Há épocas em que as intenções
são melhores, os investimentos
são maciços e os resultados são
mesquinhos.
Há épocas em que se tira proveito do inferno.
Há épocas em que as vacas são
magras, os ratos são raros e os tumores são benignos. Há épocas
em que concordar num assunto já
é suficiente, mas há épocas em
que tudo aparece pouco. Há épocas de guerra, de gozar na cama,
de arar a terra, de cair na lama.
Há épocas que têm alma e épocas
que são malas. Há épocas de incerteza e épocas de vontade. Há
épocas de desprezo e épocas de esperança. Há épocas em que descobrimos as palavras e épocas em
que, por gestos simples de entender, as evitamos.
Há épocas que são racionais e
épocas que dão dor de cabeça. Há
épocas em que pensamos com outra cabeça e épocas em que as temos erguidas. Porque há épocas
em que estamos verdadeiramente
preocupados e épocas em que
queremos mais é que se...
Há épocas em que um terço parte, um terço fica e um terço morre.

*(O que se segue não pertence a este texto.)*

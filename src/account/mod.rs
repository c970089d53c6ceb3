/// Account management system
///
/// Handles registration, credential checks, profile edits and the channel
/// view of an account. Token issuance lives in `auth::token`.

mod manager;
pub mod password;

pub use manager::AccountManager;
#[cfg(test)]
pub(crate) use manager::test_support;
pub use password::{Argon2Hasher, PasswordHasher};

use crate::db::account::AccountView;
use serde::{Deserialize, Serialize};
use validator::Validate;

/// Account creation request
#[derive(Debug, Clone, Serialize, Deserialize, Validate)]
#[serde(rename_all = "camelCase")]
pub struct RegisterRequest {
    #[validate(length(min = 1, message = "fullname is required"))]
    pub fullname: String,
    #[validate(email(message = "email must be a valid address"))]
    pub email: String,
    #[validate(
        length(min = 1, max = 64, message = "username must be 1-64 characters"),
        does_not_contain(pattern = "@", message = "username cannot contain '@'")
    )]
    pub username: String,
    #[validate(length(min = 1, message = "password is required"))]
    pub password: String,
    pub avatar: Option<String>,
    pub cover_image: Option<String>,
}

impl RegisterRequest {
    /// Trim surrounding whitespace and lower-case the username
    pub fn normalized(self) -> Self {
        Self {
            fullname: self.fullname.trim().to_string(),
            email: self.email.trim().to_string(),
            username: self.username.trim().to_lowercase(),
            password: self.password,
            avatar: self.avatar.filter(|s| !s.trim().is_empty()),
            cover_image: self.cover_image.filter(|s| !s.trim().is_empty()),
        }
    }
}

/// Login request - either username or email identifies the account
#[derive(Debug, Clone, Serialize, Deserialize)]
pub struct LoginRequest {
    pub username: Option<String>,
    pub email: Option<String>,
    pub password: String,
}

/// Session response
#[derive(Debug, Clone, Serialize, Deserialize)]
#[serde(rename_all = "camelCase")]
pub struct SessionResponse {
    pub user: AccountView,
    pub access_token: String,
    pub refresh_token: String,
}

/// Token refresh request; the cookie is used when the body omits the token
#[derive(Debug, Clone, Default, Serialize, Deserialize)]
#[serde(rename_all = "camelCase")]
pub struct RefreshRequest {
    pub refresh_token: Option<String>,
}

/// Rotated token pair
#[derive(Debug, Clone, Serialize, Deserialize)]
#[serde(rename_all = "camelCase")]
pub struct RefreshResponse {
    pub access_token: String,
    pub refresh_token: String,
}

/// Password change request
#[derive(Debug, Clone, Serialize, Deserialize, Validate)]
#[serde(rename_all = "camelCase")]
pub struct ChangePasswordRequest {
    pub old_password: String,
    #[validate(length(min = 1, message = "newPassword is required"))]
    pub new_password: String,
}

/// Profile update request
#[derive(Debug, Clone, Default, Serialize, Deserialize, Validate)]
pub struct UpdateAccountRequest {
    #[validate(length(min = 1, message = "fullname cannot be empty"))]
    pub fullname: Option<String>,
    #[validate(email(message = "email must be a valid address"))]
    pub email: Option<String>,
}

/// Account as a channel, with subscription counts relative to the viewer
#[derive(Debug, Clone, Serialize, Deserialize, sqlx::FromRow)]
#[serde(rename_all = "camelCase")]
pub struct ChannelProfile {
    pub id: String,
    pub username: String,
    pub fullname: String,
    pub email: String,
    pub avatar: Option<String>,
    pub cover_image: Option<String>,
    pub subscribers_count: i64,
    pub channels_subscribed_to_count: i64,
    pub is_subscribed: bool,
}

Há épocas em que se reza mais
que outras. Há épocas em que
Deus some e épocas em que Deus
ajuda. Há épocas em que todos
juram qualquer coisa que os faça
perseguir qualquer um. Há épocas que estamos contentes conosco. Há épocas em que os telefones
nos aproximam e outras em que
nos oprimem com seus toques. Há
épocas em que as penas são leves e
as contas impagáveis. Há épocas
em que fazemos questão de saber
o que acontece e épocas em que
nos escondemos atrás de sete mil
portas fechadas a quarenta e nove mil chaves.
Há sempre uma escolha.
Há épocas que são épicas e épocas que são poucas.